In Congress, the science-deniers can scarcely contain their glee now that the wrecking ball has opened the path for demolition of the heresies of the modern world. Lamar Smith, who for years has used his position as chair of the House science committee to harass scientists, now feels free to openly acknowledge that “the committee is now a tool to advance his political agenda rather than a forum to examine important issues facing the U.S. research community.”

An appropriate comment on all of this was made by Stephen Colbert, when the Republican-run legislature in North Carolina responded to a scientific study predicting rapid sea level rise by barring state and local agencies from developing regulations or planning documents anticipating a rise in sea level. “This is a brilliant solution,” Colbert said. “If your science gives you a result that you don’t like, pass a law saying the result is illegal. Problem solved.”

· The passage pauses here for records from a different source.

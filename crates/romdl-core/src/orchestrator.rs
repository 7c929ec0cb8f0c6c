//! Search-and-download session.
//!
//! Resolve the platform, fetch every registered source in order (stopping at
//! the first failure), filter the combined rows by title, then hand the
//! caller's pick to the owning source for download.

use std::path::PathBuf;

use crate::error::{Result, RomdlError};
use crate::fetch::ContentFetcher;
use crate::listing::Row;
use crate::platform::PlatformType;
use crate::registry::ConsoleRegistry;

/// A matching row and the source it came from.
#[derive(Debug, Clone, PartialEq, Eq)]
pub struct Candidate {
    pub platform: PlatformType,
    pub source_url: String,
    pub row: Row,
}

/// Result of a title search.
#[derive(Debug, Clone, PartialEq, Eq)]
pub enum SearchOutcome {
    /// Nothing matched; not an error.
    Empty,
    /// Exactly one match, selected automatically.
    Single(Candidate),
    /// Several matches for the caller to choose from.
    Multiple(Vec<Candidate>),
}

impl SearchOutcome {
    fn from_candidates(mut candidates: Vec<Candidate>) -> Self {
        match candidates.len() {
            0 => SearchOutcome::Empty,
            1 => SearchOutcome::Single(candidates.remove(0)),
            _ => SearchOutcome::Multiple(candidates),
        }
    }

    pub fn candidates(&self) -> &[Candidate] {
        match self {
            SearchOutcome::Empty => &[],
            SearchOutcome::Single(c) => std::slice::from_ref(c),
            SearchOutcome::Multiple(cs) => cs,
        }
    }

    pub fn len(&self) -> usize {
        self.candidates().len()
    }

    pub fn is_empty(&self) -> bool {
        matches!(self, SearchOutcome::Empty)
    }

    /// 1-based pick.
    pub fn select(&self, index: usize) -> Result<&Candidate> {
        let candidates = self.candidates();
        index
            .checked_sub(1)
            .and_then(|i| candidates.get(i))
            .ok_or(RomdlError::InvalidSelection {
                index,
                count: candidates.len(),
            })
    }
}

pub struct Orchestrator {
    registry: ConsoleRegistry,
    fetcher: ContentFetcher,
    save_root: PathBuf,
}

impl Orchestrator {
    pub fn new(registry: ConsoleRegistry, fetcher: ContentFetcher, save_root: impl Into<PathBuf>) -> Self {
        Self {
            registry,
            fetcher,
            save_root: save_root.into(),
        }
    }

    pub fn registry(&self) -> &ConsoleRegistry {
        &self.registry
    }

    pub fn fetcher(&self) -> &ContentFetcher {
        &self.fetcher
    }

    /// Searches every source of `platform` for titles containing `title`.
    pub fn search(&mut self, platform: &str, title: &str) -> Result<SearchOutcome> {
        let platform = self.registry.resolve_platform(platform)?;
        let console = self
            .registry
            .console_mut(platform)
            .ok_or_else(|| RomdlError::UnsupportedPlatform(platform.to_string()))?;

        let mut candidates = Vec::new();
        for source in console.sources_mut() {
            let rows = source.fetch_and_parse(&self.fetcher)?;
            candidates.extend(rows.into_iter().filter(|r| r.title_matches(title)).map(|row| {
                Candidate {
                    platform,
                    source_url: source.url().to_string(),
                    row,
                }
            }));
        }
        tracing::info!(%platform, query = title.trim(), matches = candidates.len(), "search finished");
        Ok(SearchOutcome::from_candidates(candidates))
    }

    /// Downloads a candidate through the source that listed it.
    pub fn download(&self, candidate: &Candidate) -> Result<PathBuf> {
        let source = self
            .registry
            .console(candidate.platform)
            .and_then(|c| c.find_source(&candidate.source_url))
            .ok_or_else(|| RomdlError::SourceNotFound {
                platform: candidate.platform.to_string(),
                url: candidate.source_url.clone(),
            })?;
        source.download_selection(&self.fetcher, &self.save_root, &candidate.row)
    }
}

#[cfg(test)]
mod tests {
    use super::*;
    use crate::config::{RomdlConfig, SourceSeed};

    fn candidate(title: &str) -> Candidate {
        Candidate {
            platform: PlatformType::GameCube,
            source_url: "https://a.example/gc/".to_string(),
            row: Row::new(title, format!("{title}.zip")),
        }
    }

    #[test]
    fn outcome_shape_follows_match_count() {
        assert_eq!(SearchOutcome::from_candidates(vec![]), SearchOutcome::Empty);
        assert!(matches!(
            SearchOutcome::from_candidates(vec![candidate("a")]),
            SearchOutcome::Single(_)
        ));
        let many = SearchOutcome::from_candidates(vec![candidate("a"), candidate("b")]);
        assert_eq!(many.len(), 2);
        assert!(!many.is_empty());
    }

    #[test]
    fn select_is_one_based() {
        let many = SearchOutcome::from_candidates(vec![candidate("a"), candidate("b")]);
        assert_eq!(many.select(1).unwrap().row.title, "a");
        assert_eq!(many.select(2).unwrap().row.title, "b");
        assert!(matches!(
            many.select(0),
            Err(RomdlError::InvalidSelection { index: 0, count: 2 })
        ));
        assert!(matches!(
            many.select(3),
            Err(RomdlError::InvalidSelection { index: 3, count: 2 })
        ));
        assert!(SearchOutcome::Empty.select(1).is_err());
    }

    fn orchestrator(dir: &std::path::Path) -> Orchestrator {
        let cfg = RomdlConfig {
            cache_path: dir.join("cache"),
            save_path: dir.join("games"),
            ..Default::default()
        };
        let registry = ConsoleRegistry::from_seeds(&[SourceSeed::new(
            PlatformType::GameCube,
            "http://127.0.0.1:9/gc/",
        )])
        .unwrap();
        Orchestrator::new(registry, ContentFetcher::from_config(&cfg), &cfg.save_path)
    }

    #[test]
    fn unknown_platform_fails_before_any_fetch() {
        let dir = tempfile::tempdir().unwrap();
        let mut o = orchestrator(dir.path());
        assert!(matches!(
            o.search("cube", "mario"),
            Err(RomdlError::UnsupportedPlatform(_))
        ));
        assert!(matches!(
            o.search("playstation_4", "mario"),
            Err(RomdlError::UnsupportedPlatform(_))
        ));
    }

    #[test]
    fn download_of_unregistered_source_fails() {
        let dir = tempfile::tempdir().unwrap();
        let o = orchestrator(dir.path());
        assert!(matches!(
            o.download(&candidate("a")),
            Err(RomdlError::SourceNotFound { .. })
        ));
    }
}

Most important of everything that is happening is the attack against future generations, in fact even against those coming of age today, as Trump and allies, departing from the world, cheerily lead the race to environmental destruction while the rest take at least halting steps toward averting a looming catastrophe — which doesn’t weigh in the balance against fabulous profits tomorrow for the select few.

A few years ago Republican governor of Louisiana Bobby Jindal took a little time off from his campaign to drive the state even deeper into the abyss to warn that Republicans are becoming “the stupid party.” The respected conservative analyst [Norman J.] Ornstein of the American Enterprise Institute described the current party as a “radical insurgency” that has abandoned parliamentary politics…. Has any other organization dedicated itself with such enthusiasm to undermining our prospects for decent survival? And not in the distant future.

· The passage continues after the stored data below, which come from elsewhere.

//! Supported game platforms.
//!
//! Platform strings from the caller are matched exactly (case-insensitive,
//! with whitespace and hyphens folded to `_`) against the canonical
//! identifiers. Partial inputs such as `"cube"` are rejected.

use std::fmt;
use std::str::FromStr;

use serde::{Deserialize, Serialize};

use crate::error::RomdlError;
use crate::listing::ListingFormat;

/// One fixed console per generation/brand.
#[derive(Debug, Clone, Copy, PartialEq, Eq, Hash, PartialOrd, Ord, Serialize, Deserialize)]
pub enum PlatformType {
    #[serde(rename = "playstation_1")]
    PlayStation1,
    #[serde(rename = "playstation_2")]
    PlayStation2,
    #[serde(rename = "playstation_3")]
    PlayStation3,
    #[serde(rename = "playstation_4")]
    PlayStation4,
    #[serde(rename = "playstation_5")]
    PlayStation5,
    #[serde(rename = "gamecube")]
    GameCube,
    #[serde(rename = "gameboy_advance")]
    GameBoyAdvance,
}

impl PlatformType {
    pub const ALL: [PlatformType; 7] = [
        PlatformType::PlayStation1,
        PlatformType::PlayStation2,
        PlatformType::PlayStation3,
        PlatformType::PlayStation4,
        PlatformType::PlayStation5,
        PlatformType::GameCube,
        PlatformType::GameBoyAdvance,
    ];

    /// Canonical identifier, also used as the download sub-directory.
    pub fn as_str(self) -> &'static str {
        match self {
            PlatformType::PlayStation1 => "playstation_1",
            PlatformType::PlayStation2 => "playstation_2",
            PlatformType::PlayStation3 => "playstation_3",
            PlatformType::PlayStation4 => "playstation_4",
            PlatformType::PlayStation5 => "playstation_5",
            PlatformType::GameCube => "gamecube",
            PlatformType::GameBoyAdvance => "gameboy_advance",
        }
    }

    /// Parser strategy used for this platform's listing pages.
    pub fn listing_format(self) -> ListingFormat {
        match self {
            PlatformType::PlayStation1
            | PlatformType::PlayStation2
            | PlatformType::PlayStation3
            | PlatformType::PlayStation4
            | PlatformType::PlayStation5
            | PlatformType::GameCube
            | PlatformType::GameBoyAdvance => ListingFormat::DirectoryIndex,
        }
    }
}

impl fmt::Display for PlatformType {
    fn fmt(&self, f: &mut fmt::Formatter<'_>) -> fmt::Result {
        f.write_str(self.as_str())
    }
}

impl FromStr for PlatformType {
    type Err = RomdlError;

    fn from_str(s: &str) -> Result<Self, Self::Err> {
        let normalized = normalize(s);
        PlatformType::ALL
            .into_iter()
            .find(|p| p.as_str() == normalized)
            .ok_or_else(|| RomdlError::UnsupportedPlatform(s.trim().to_string()))
    }
}

/// Lower-case, trim, and fold runs of whitespace or hyphens into one `_`.
fn normalize(s: &str) -> String {
    let mut out = String::with_capacity(s.len());
    let mut pending_sep = false;
    for c in s.trim().chars() {
        if c.is_whitespace() || c == '-' || c == '_' {
            pending_sep = true;
            continue;
        }
        if pending_sep && !out.is_empty() {
            out.push('_');
        }
        pending_sep = false;
        out.extend(c.to_lowercase());
    }
    out
}
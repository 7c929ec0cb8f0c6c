//! Record and query types for the download history.

use anyhow::{bail, Result};
use std::path::PathBuf;

use crate::platform::PlatformType;

pub type DownloadId = i64;

/// Default number of records per page.
pub const DEFAULT_PAGE_SIZE: i64 = 10;

/// Fields supplied when creating or updating a record.
#[derive(Debug, Clone, PartialEq, Eq)]
pub struct NewDownload {
    pub title: String,
    pub platform: PlatformType,
    pub source_url: String,
    pub file_name: String,
    pub file_path: PathBuf,
}

/// A stored download.
#[derive(Debug, Clone, PartialEq, Eq)]
pub struct DownloadRecord {
    pub id: DownloadId,
    pub title: String,
    pub platform: PlatformType,
    pub source_url: String,
    pub file_name: String,
    pub file_path: PathBuf,
    pub created_at: i64,
    pub updated_at: i64,
}

/// Page selection plus an optional title substring filter.
#[derive(Debug, Clone, PartialEq, Eq)]
pub struct FindQuery {
    pub page_index: i64,
    pub page_size: i64,
    pub filter: String,
}

impl Default for FindQuery {
    fn default() -> Self {
        Self {
            page_index: 0,
            page_size: DEFAULT_PAGE_SIZE,
            filter: String::new(),
        }
    }
}

impl FindQuery {
    /// Rejects negative page index or size.
    pub fn new(page_index: i64, page_size: i64, filter: impl Into<String>) -> Result<Self> {
        if page_index < 0 {
            bail!("page index must not be less than 0 (got {})", page_index);
        }
        if page_size < 0 {
            bail!("page size must not be less than 0 (got {})", page_size);
        }
        Ok(Self {
            page_index,
            page_size,
            filter: filter.into(),
        })
    }

    pub fn skip(&self) -> i64 {
        self.page_index.saturating_mul(self.page_size)
    }

    pub fn limit(&self) -> i64 {
        self.page_size
    }
}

What do you make of Trump’s recent attacks over FBI Russia leaks? Clearly, this is not the sort of thing one would ever expect from a US president, so what do you think it’s all about?

Very little that comes out of the White House would be expected from a US president. But another question comes to mind as well. What is this all about? When Obama was presenting himself to the public before the 2008 primaries, one of his proudest accomplishments — in fact, one of the very few of his senatorial career — was impassioned support for Israel’s murderous invasion of Lebanon. He even went so far as to cosponsor legislation calling for strong action against any country that might impede the assault. Has anyone on the Trump team been accused of similar support for Russian crimes? True, there have been some entirely improper acts, notably Michael Flynn’s failure to register as an agent of Turkey. But that is not the focus of the anger of the Democrats, whose primary concern in this affair seems to be to extinguish one of the few rays of light in the Trump performances, his indications of concern to reduce tensions with Russia that might well explode to terminal nuclear war. It’s perhaps of some interest that one may turn to the leading establishment journal, Foreign Affairs, to find an informed analysis of the fierce liberal opposition to such sensible moves and its background.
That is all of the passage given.